Several concerns, both theoretical and empirical, have arisen in response to the ascendancy of ACT. One major theoretical concern was that the primary authors of ACT and of the corresponding theories of human behaviour, relational frame theory (RFT) and functional contextualism (FC), recommended their approach as the proverbial holy grail of psychological therapies. Later, in the preface to the second edition of Acceptance and Commitment Therapy, the authors clarified that “ACT has not been created to undercut the traditions from which it came, nor does it claim to be a panacea.” Psychologist James C. Coyne, in a discussion of “disappointments and embarrassments in the branding of psychotherapies as evidence supported”, said: “Whether or not ACT is more efficacious than other therapies, as its proponents sometimes claim, or whether it is efficacious for psychosis, is debatable”. The textbook Systems of Psychotherapy: A Transtheoretical Analysis provides criticisms of third-wave behaviour therapies including ACT from the perspectives of other systems of psychotherapy.
Psychologist Jonathan W. Kanter said that Hayes and colleagues “argue that empirical clinical psychology is hampered in its efforts to alleviate human suffering and present contextual behavioural science (CBS) to address the basic philosophical, theoretical and methodological shortcomings of the field. CBS represents a host of good ideas but at times the promise of CBS is obscured by excessive promotion of ACT and Relational Frame Theory (RFT) and demotion of earlier cognitive and behaviour change techniques in the absence of clear logic and empirical support.” Nevertheless, Kanter concluded that “the ideas of CBS, RFT, and ACT deserve serious consideration by the mainstream community and have great potential to shape a truly progressive clinical science to guide clinical practice.”

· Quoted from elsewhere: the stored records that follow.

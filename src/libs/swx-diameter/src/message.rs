//! Diameter messages (RFC 6733 section 3)
//!
//! A message is a fixed 20 byte header followed by AVPs. Length and
//! Command-Code are 24-bit fields; everything else is byte or word aligned.

use bytes::{Buf, BufMut, Bytes, BytesMut};

use crate::avp::Avp;
use crate::common::{avp_code, ExperimentalResult};
use crate::error::{DiameterError, DiameterResult};
use crate::DIAMETER_VERSION;

/// Diameter message header size
pub const DIAMETER_HEADER_SIZE: usize = 20;

/// Command flag bits
pub mod cmd_flags {
    pub const REQUEST: u8 = 0x80;
    pub const PROXIABLE: u8 = 0x40;
    pub const ERROR: u8 = 0x20;
    /// Potentially re-transmitted
    pub const RETRANSMIT: u8 = 0x10;
}

/// Diameter message header
#[derive(Debug, Clone)]
pub struct DiameterHeader {
    pub version: u8,
    /// Total message length, header included
    pub length: u32,
    pub flags: u8,
    pub command_code: u32,
    pub application_id: u32,
    pub hop_by_hop_id: u32,
    pub end_to_end_id: u32,
}

impl DiameterHeader {
    fn with_flags(flags: u8, command_code: u32, application_id: u32) -> Self {
        Self {
            version: DIAMETER_VERSION,
            length: DIAMETER_HEADER_SIZE as u32,
            flags,
            command_code,
            application_id,
            hop_by_hop_id: 0,
            end_to_end_id: 0,
        }
    }

    /// Proxiable request header; identifiers are assigned when sent
    pub fn new_request(command_code: u32, application_id: u32) -> Self {
        Self::with_flags(
            cmd_flags::REQUEST | cmd_flags::PROXIABLE,
            command_code,
            application_id,
        )
    }

    /// Answer header echoing the request's command, application,
    /// identifiers and P bit
    pub fn new_answer(request: &DiameterHeader) -> Self {
        Self {
            hop_by_hop_id: request.hop_by_hop_id,
            end_to_end_id: request.end_to_end_id,
            ..Self::with_flags(
                request.flags & cmd_flags::PROXIABLE,
                request.command_code,
                request.application_id,
            )
        }
    }

    fn has_flag(&self, flag: u8) -> bool {
        self.flags & flag != 0
    }

    pub fn is_request(&self) -> bool {
        self.has_flag(cmd_flags::REQUEST)
    }

    pub fn is_answer(&self) -> bool {
        !self.is_request()
    }

    /// 'E' bit: protocol error answer
    pub fn is_error(&self) -> bool {
        self.has_flag(cmd_flags::ERROR)
    }

    pub fn set_error(&mut self) {
        self.flags |= cmd_flags::ERROR;
    }

    pub fn encode(&self, buf: &mut BytesMut) {
        buf.put_u8(self.version);
        buf.put_uint(u64::from(self.length), 3);
        buf.put_u8(self.flags);
        buf.put_uint(u64::from(self.command_code), 3);
        buf.put_u32(self.application_id);
        buf.put_u32(self.hop_by_hop_id);
        buf.put_u32(self.end_to_end_id);
    }

    pub fn decode(buf: &mut Bytes) -> DiameterResult<Self> {
        if buf.remaining() < DIAMETER_HEADER_SIZE {
            return Err(DiameterError::BufferTooSmall {
                needed: DIAMETER_HEADER_SIZE,
                available: buf.remaining(),
            });
        }

        let version = buf.get_u8();
        if version != DIAMETER_VERSION {
            return Err(DiameterError::Protocol(format!(
                "unsupported Diameter version {version}"
            )));
        }
        let length = buf.get_uint(3) as u32;
        if (length as usize) < DIAMETER_HEADER_SIZE {
            return Err(DiameterError::InvalidMessage(format!(
                "message length {length} is shorter than the header"
            )));
        }
        let flags = buf.get_u8();
        let command_code = buf.get_uint(3) as u32;

        Ok(Self {
            version,
            length,
            flags,
            command_code,
            application_id: buf.get_u32(),
            hop_by_hop_id: buf.get_u32(),
            end_to_end_id: buf.get_u32(),
        })
    }
}

/// Diameter message (header + AVPs)
#[derive(Debug, Clone)]
pub struct DiameterMessage {
    /// Message header
    pub header: DiameterHeader,
    /// AVPs
    pub avps: Vec<Avp>,
}

impl DiameterMessage {
    /// Create a new request message
    pub fn new_request(command_code: u32, application_id: u32) -> Self {
        Self {
            header: DiameterHeader::new_request(command_code, application_id),
            avps: Vec::new(),
        }
    }

    /// Create a new answer message from a request
    pub fn new_answer(request: &DiameterMessage) -> Self {
        Self {
            header: DiameterHeader::new_answer(&request.header),
            avps: Vec::new(),
        }
    }

    /// Add an AVP to the message
    pub fn add_avp(&mut self, avp: Avp) {
        self.avps.push(avp);
    }

    /// Find an AVP by code
    pub fn find_avp(&self, code: u32) -> Option<&Avp> {
        crate::avp::find_avp(&self.avps, code)
    }

    /// Find an AVP by code and vendor ID
    pub fn find_vendor_avp(&self, code: u32, vendor_id: u32) -> Option<&Avp> {
        crate::avp::find_vendor_avp(&self.avps, code, vendor_id)
    }

    /// Calculate the total message length
    pub fn calculate_length(&self) -> u32 {
        let avp_len: usize = self.avps.iter().map(|a| a.encoded_len()).sum();
        (DIAMETER_HEADER_SIZE + avp_len) as u32
    }

    /// Encode message to bytes
    pub fn encode(&self) -> BytesMut {
        let mut buf = BytesMut::with_capacity(self.calculate_length() as usize);

        let mut header = self.header.clone();
        header.length = self.calculate_length();
        header.encode(&mut buf);

        for avp in &self.avps {
            avp.encode(&mut buf);
        }

        buf
    }

    /// Decode message from bytes
    pub fn decode(buf: &mut Bytes) -> DiameterResult<Self> {
        let header = DiameterHeader::decode(buf)?;

        let avp_len = header.length as usize - DIAMETER_HEADER_SIZE;
        if buf.remaining() < avp_len {
            return Err(DiameterError::BufferTooSmall {
                needed: avp_len,
                available: buf.remaining(),
            });
        }

        let mut avp_buf = buf.copy_to_bytes(avp_len);
        let mut avps = Vec::new();
        while avp_buf.has_remaining() {
            avps.push(Avp::decode(&mut avp_buf)?);
        }

        Ok(Self { header, avps })
    }

    /// Get Session-Id AVP value
    pub fn session_id(&self) -> Option<&str> {
        self.find_avp(avp_code::SESSION_ID)?.as_utf8_string()
    }

    /// Get Origin-Host AVP value
    pub fn origin_host(&self) -> Option<&str> {
        self.find_avp(avp_code::ORIGIN_HOST)?.as_utf8_string()
    }

    /// Get Origin-Realm AVP value
    pub fn origin_realm(&self) -> Option<&str> {
        self.find_avp(avp_code::ORIGIN_REALM)?.as_utf8_string()
    }

    /// Get Result-Code AVP value
    pub fn result_code(&self) -> Option<u32> {
        self.find_avp(avp_code::RESULT_CODE)?.as_u32()
    }

    /// Get User-Name AVP value
    pub fn user_name(&self) -> Option<&str> {
        self.find_avp(avp_code::USER_NAME)?.as_utf8_string()
    }

    /// Get the grouped Experimental-Result AVP, if present
    pub fn experimental_result(&self) -> DiameterResult<Option<ExperimentalResult>> {
        let Some(avp) = self.find_avp(avp_code::EXPERIMENTAL_RESULT) else {
            return Ok(None);
        };
        let children = avp.children()?;
        let code = crate::avp::find_avp(&children, avp_code::EXPERIMENTAL_RESULT_CODE)
            .and_then(|a| a.as_u32())
            .ok_or_else(|| DiameterError::MissingAvp("Experimental-Result-Code".into()))?;
        let vendor_id = crate::avp::find_avp(&children, avp_code::VENDOR_ID)
            .and_then(|a| a.as_u32())
            .unwrap_or(0);
        Ok(Some(ExperimentalResult {
            vendor_id,
            experimental_result_code: code,
        }))
    }
}

/// Base Diameter command codes (RFC 6733)
pub mod base_cmd {
    /// Capabilities-Exchange-Request/Answer
    pub const CAPABILITIES_EXCHANGE: u32 = 257;
    /// Device-Watchdog-Request/Answer
    pub const DEVICE_WATCHDOG: u32 = 280;
    /// Disconnect-Peer-Request/Answer
    pub const DISCONNECT_PEER: u32 = 282;
}

/// Base Diameter application ID
pub const BASE_APPLICATION_ID: u32 = 0;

ACT currently appears to be about as effective as standard CBT, with some meta-analyses showing small differences in favour of ACT and others not. For example, a meta-analysis published by Francisco Ruiz in 2012 looked at 16 studies comparing ACT to standard CBT. ACT failed to separate from CBT on effect sizes for anxiety, however modest benefits were found with ACT compare to CBT for anxiety and quality of life. The author did find separation between ACT and CBT on the “primary outcome” – a heterogeneous class of 14 separate outcome measures that were aggregated into the effect size analysis. This analysis however is limited by the highly heterogeneous nature of the outcome variables used in the analysis, which has the tendency to increase the number needed to treat (NNT) to replicate the effect size reported. More limited measures, such as depression, anxiety and quality of life decrease the NNT, making the analysis more clinically relevant, and on these measures ACT did not outperform CBT.
A 2013 paper comparing ACT to cognitive therapy (CT) concluded that “like CT, ACT cannot yet make strong claims that its unique and theory-driven intervention components are active ingredients in its effects.” The authors of the paper suggested that many of the assumptions of ACT and CT “are pre-analytical, and cannot be directly pitted against one another in experimental tests.”